BEGIN DATASET RECORDS

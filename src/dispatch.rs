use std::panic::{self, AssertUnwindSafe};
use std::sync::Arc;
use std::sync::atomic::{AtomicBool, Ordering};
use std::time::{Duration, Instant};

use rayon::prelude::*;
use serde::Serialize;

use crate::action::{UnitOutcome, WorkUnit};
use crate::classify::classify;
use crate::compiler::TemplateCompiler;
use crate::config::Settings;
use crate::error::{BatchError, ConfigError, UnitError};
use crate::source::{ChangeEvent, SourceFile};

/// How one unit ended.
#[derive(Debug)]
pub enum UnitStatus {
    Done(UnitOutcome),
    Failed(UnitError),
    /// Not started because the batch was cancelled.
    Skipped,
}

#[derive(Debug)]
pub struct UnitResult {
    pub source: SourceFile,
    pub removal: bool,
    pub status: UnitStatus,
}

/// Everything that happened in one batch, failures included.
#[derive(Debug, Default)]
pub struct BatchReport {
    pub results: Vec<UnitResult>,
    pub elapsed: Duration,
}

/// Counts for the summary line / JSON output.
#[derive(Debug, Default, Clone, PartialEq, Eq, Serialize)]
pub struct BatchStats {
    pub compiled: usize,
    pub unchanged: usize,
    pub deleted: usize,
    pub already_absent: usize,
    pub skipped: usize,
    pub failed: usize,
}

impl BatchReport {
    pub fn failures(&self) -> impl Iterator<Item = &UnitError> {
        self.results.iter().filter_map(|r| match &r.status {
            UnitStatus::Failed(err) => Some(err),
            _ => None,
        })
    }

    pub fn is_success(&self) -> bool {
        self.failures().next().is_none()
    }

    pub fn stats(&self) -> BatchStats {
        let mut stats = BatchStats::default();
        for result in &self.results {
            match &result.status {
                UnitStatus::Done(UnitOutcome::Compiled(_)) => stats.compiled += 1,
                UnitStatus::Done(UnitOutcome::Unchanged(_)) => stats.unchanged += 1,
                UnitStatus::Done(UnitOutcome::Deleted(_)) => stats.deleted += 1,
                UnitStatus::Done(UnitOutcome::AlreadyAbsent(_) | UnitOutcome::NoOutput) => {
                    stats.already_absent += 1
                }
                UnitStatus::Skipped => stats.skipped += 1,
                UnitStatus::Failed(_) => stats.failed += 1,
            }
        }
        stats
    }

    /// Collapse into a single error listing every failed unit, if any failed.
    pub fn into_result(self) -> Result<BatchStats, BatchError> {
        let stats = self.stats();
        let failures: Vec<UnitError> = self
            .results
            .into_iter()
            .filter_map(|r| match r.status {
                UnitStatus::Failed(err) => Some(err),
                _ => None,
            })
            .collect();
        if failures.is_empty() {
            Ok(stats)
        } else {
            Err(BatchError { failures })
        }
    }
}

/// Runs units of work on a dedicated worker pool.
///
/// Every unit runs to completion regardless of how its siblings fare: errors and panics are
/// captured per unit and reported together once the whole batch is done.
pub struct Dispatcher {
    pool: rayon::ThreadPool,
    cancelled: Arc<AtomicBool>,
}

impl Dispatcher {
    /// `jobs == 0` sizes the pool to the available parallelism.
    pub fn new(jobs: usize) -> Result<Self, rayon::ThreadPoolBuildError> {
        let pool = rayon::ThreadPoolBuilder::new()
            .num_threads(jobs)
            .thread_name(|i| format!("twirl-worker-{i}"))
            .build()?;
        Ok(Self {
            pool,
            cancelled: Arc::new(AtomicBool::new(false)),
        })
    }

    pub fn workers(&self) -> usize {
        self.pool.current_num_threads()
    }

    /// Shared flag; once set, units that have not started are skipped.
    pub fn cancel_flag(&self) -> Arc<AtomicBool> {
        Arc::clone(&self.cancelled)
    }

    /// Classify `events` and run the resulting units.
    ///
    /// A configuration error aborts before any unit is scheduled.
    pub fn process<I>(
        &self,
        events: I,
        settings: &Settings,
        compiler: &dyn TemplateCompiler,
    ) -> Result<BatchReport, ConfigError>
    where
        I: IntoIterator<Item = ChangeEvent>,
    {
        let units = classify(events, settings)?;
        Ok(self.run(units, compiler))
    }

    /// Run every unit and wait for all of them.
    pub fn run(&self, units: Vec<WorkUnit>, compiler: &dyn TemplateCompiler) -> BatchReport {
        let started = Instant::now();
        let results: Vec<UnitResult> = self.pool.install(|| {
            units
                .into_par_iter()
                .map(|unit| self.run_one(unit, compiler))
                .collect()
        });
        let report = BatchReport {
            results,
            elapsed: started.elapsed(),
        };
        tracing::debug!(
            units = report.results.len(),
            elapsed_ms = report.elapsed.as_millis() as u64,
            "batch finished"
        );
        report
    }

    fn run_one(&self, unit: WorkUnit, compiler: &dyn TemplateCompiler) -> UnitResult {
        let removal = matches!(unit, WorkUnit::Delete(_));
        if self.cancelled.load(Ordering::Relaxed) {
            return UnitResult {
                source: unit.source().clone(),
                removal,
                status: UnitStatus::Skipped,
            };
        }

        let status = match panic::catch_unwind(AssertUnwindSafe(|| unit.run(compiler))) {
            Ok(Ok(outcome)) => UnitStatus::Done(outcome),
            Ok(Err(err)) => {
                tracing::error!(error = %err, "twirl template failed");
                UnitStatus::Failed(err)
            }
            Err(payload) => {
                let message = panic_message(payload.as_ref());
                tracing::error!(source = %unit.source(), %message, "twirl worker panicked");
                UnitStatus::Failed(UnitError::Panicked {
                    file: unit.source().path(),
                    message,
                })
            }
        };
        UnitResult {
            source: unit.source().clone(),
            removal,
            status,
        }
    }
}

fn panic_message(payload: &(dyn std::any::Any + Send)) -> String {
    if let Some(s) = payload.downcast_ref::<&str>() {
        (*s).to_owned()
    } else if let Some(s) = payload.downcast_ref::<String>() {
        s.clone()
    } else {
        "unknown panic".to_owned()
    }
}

END DATASET RECORDS

*ABOUT THIS TASK:*
Reproduce the listing above verbatim.

*OUTPUT OF THE EXERCISE:*
filename src/dispatch.rs
use std::panic::{self, AssertUnwindSafe};
use std::sync::Arc;
use std::sync::atomic::{AtomicBool, Ordering};
use std::time::{Duration, Instant};

use rayon::prelude::*;
use serde::Serialize;

use crate::action::{UnitOutcome, WorkUnit};
use crate::classify::classify;
use crate::compiler::TemplateCompiler;
use crate::config::Settings;
use crate::error::{BatchError, ConfigError, UnitError};
use crate::source::{ChangeEvent, SourceFile};

/// How one unit ended.
#[derive(Debug)]
pub enum UnitStatus {
    Done(UnitOutcome),
    Failed(UnitError),
    /// Not started because the batch was cancelled.
    Skipped,
}

#[derive(Debug)]
pub struct UnitResult {
    pub source: SourceFile,
    pub removal: bool,
    pub status: UnitStatus,
}

/// Everything that happened in one batch, failures included.
#[derive(Debug, Default)]
pub struct BatchReport {
    pub results: Vec<UnitResult>,
    pub elapsed: Duration,
}

/// Counts for the summary line / JSON output.
#[derive(Debug, Default, Clone, PartialEq, Eq, Serialize)]
pub struct BatchStats {
    pub compiled: usize,
    pub unchanged: usize,
    pub deleted: usize,
    pub already_absent: usize,
    pub skipped: usize,
    pub failed: usize,
}

impl BatchReport {
    pub fn failures(&self) -> impl Iterator<Item = &UnitError> {
        self.results.iter().filter_map(|r| match &r.status {
            UnitStatus::Failed(err) => Some(err),
            _ => None,
        })
    }

    pub fn is_success(&self) -> bool {
        self.failures().next().is_none()
    }

    pub fn stats(&self) -> BatchStats {
        let mut stats = BatchStats::default();
        for result in &self.results {
            match &result.status {
                UnitStatus::Done(UnitOutcome::Compiled(_)) => stats.compiled += 1,
                UnitStatus::Done(UnitOutcome::Unchanged(_)) => stats.unchanged += 1,
                UnitStatus::Done(UnitOutcome::Deleted(_)) => stats.deleted += 1,
                UnitStatus::Done(UnitOutcome::AlreadyAbsent(_) | UnitOutcome::NoOutput) => {
                    stats.already_absent += 1
                }
                UnitStatus::Skipped => stats.skipped += 1,
                UnitStatus::Failed(_) => stats.failed += 1,
            }
        }
        stats
    }

    /// Collapse into a single error listing every failed unit, if any failed.
    pub fn into_result(self) -> Result<BatchStats, BatchError> {
        let stats = self.stats();
        let failures: Vec<UnitError> = self
            .results
            .into_iter()
            .filter_map(|r| match r.status {
                UnitStatus::Failed(err) => Some(err),
                _ => None,
            })
            .collect();
        if failures.is_empty() {
            Ok(stats)
        } else {
            Err(BatchError { failures })
        }
    }
}

/// Runs units of work on a dedicated worker pool.
///
/// Every unit runs to completion regardless of how its siblings fare: errors and panics are
/// captured per unit and reported together once the whole batch is done.
pub struct Dispatcher {
    pool: rayon::ThreadPool,
    cancelled: Arc<AtomicBool>,
}

impl Dispatcher {
    /// `jobs == 0` sizes the pool to the available parallelism.
    pub fn new(jobs: usize) -> Result<Self, rayon::ThreadPoolBuildError> {
        let pool = rayon::ThreadPoolBuilder::new()
            .num_threads(jobs)
            .thread_name(|i| format!("twirl-worker-{i}"))
            .build()?;
        Ok(Self {
            pool,
            cancelled: Arc::new(AtomicBool::new(false)),
        })
    }

    pub fn workers(&self) -> usize {
        self.pool.current_num_threads()
    }

    /// Shared flag; once set, units that have not started are skipped.
    pub fn cancel_flag(&self) -> Arc<AtomicBool> {
        Arc::clone(&self.cancelled)
    }

    /// Classify `events` and run the resulting units.
    ///
    /// A configuration error aborts before any unit is scheduled.
    pub fn process<I>(
        &self,
        events: I,
        settings: &Settings,
        compiler: &dyn TemplateCompiler,
    ) -> Result<BatchReport, ConfigError>
    where
        I: IntoIterator<Item = ChangeEvent>,
    {
        let units = classify(events, settings)?;
        Ok(self.run(units, compiler))
    }

    /// Run every unit and wait for all of them.
    pub fn run(&self, units: Vec<WorkUnit>, compiler: &dyn TemplateCompiler) -> BatchReport {
        let started = Instant::now();
        let results: Vec<UnitResult> = self.pool.install(|| {
            units
                .into_par_iter()
                .map(|unit| self.run_one(unit, compiler))
                .collect()
        });
        let report = BatchReport {
            results,
            elapsed: started.elapsed(),
        };
        tracing::debug!(
            units = report.results.len(),
            elapsed_ms = report.elapsed.as_millis() as u64,
            "batch finished"
        );
        report
    }

    fn run_one(&self, unit: WorkUnit, compiler: &dyn TemplateCompiler) -> UnitResult {
        let removal = matches!(unit, WorkUnit::Delete(_));
        if self.cancelled.load(Ordering::Relaxed) {
            return UnitResult {
                source: unit.source().clone(),
                removal,
                status: UnitStatus::Skipped,
            };
        }

        let status = match panic::catch_unwind(AssertUnwindSafe(|| unit.run(compiler))) {
            Ok(Ok(outcome)) => UnitStatus::Done(outcome),
            Ok(Err(err)) => {
                tracing::error!(error = %err, "twirl template failed");
                UnitStatus::Failed(err)
            }
            Err(payload) => {
                let message = panic_message(payload.as_ref());
                tracing::error!(source = %unit.source(), %message, "twirl worker panicked");
                UnitStatus::Failed(UnitError::Panicked {
                    file: unit.source().path(),
                    message,
                })
            }
        };
        UnitResult {
            source: unit.source().clone(),
            removal,
            status,
        }
    }
}

fn panic_message(payload: &(dyn std::any::Any + Send)) -> String {
    if let Some(s) = payload.downcast_ref::<&str>() {
        (*s).to_owned()
    } else if let Some(s) = payload.downcast_ref::<String>() {
        s.clone()
    } else {
        "unknown panic".to_owned()
    }
}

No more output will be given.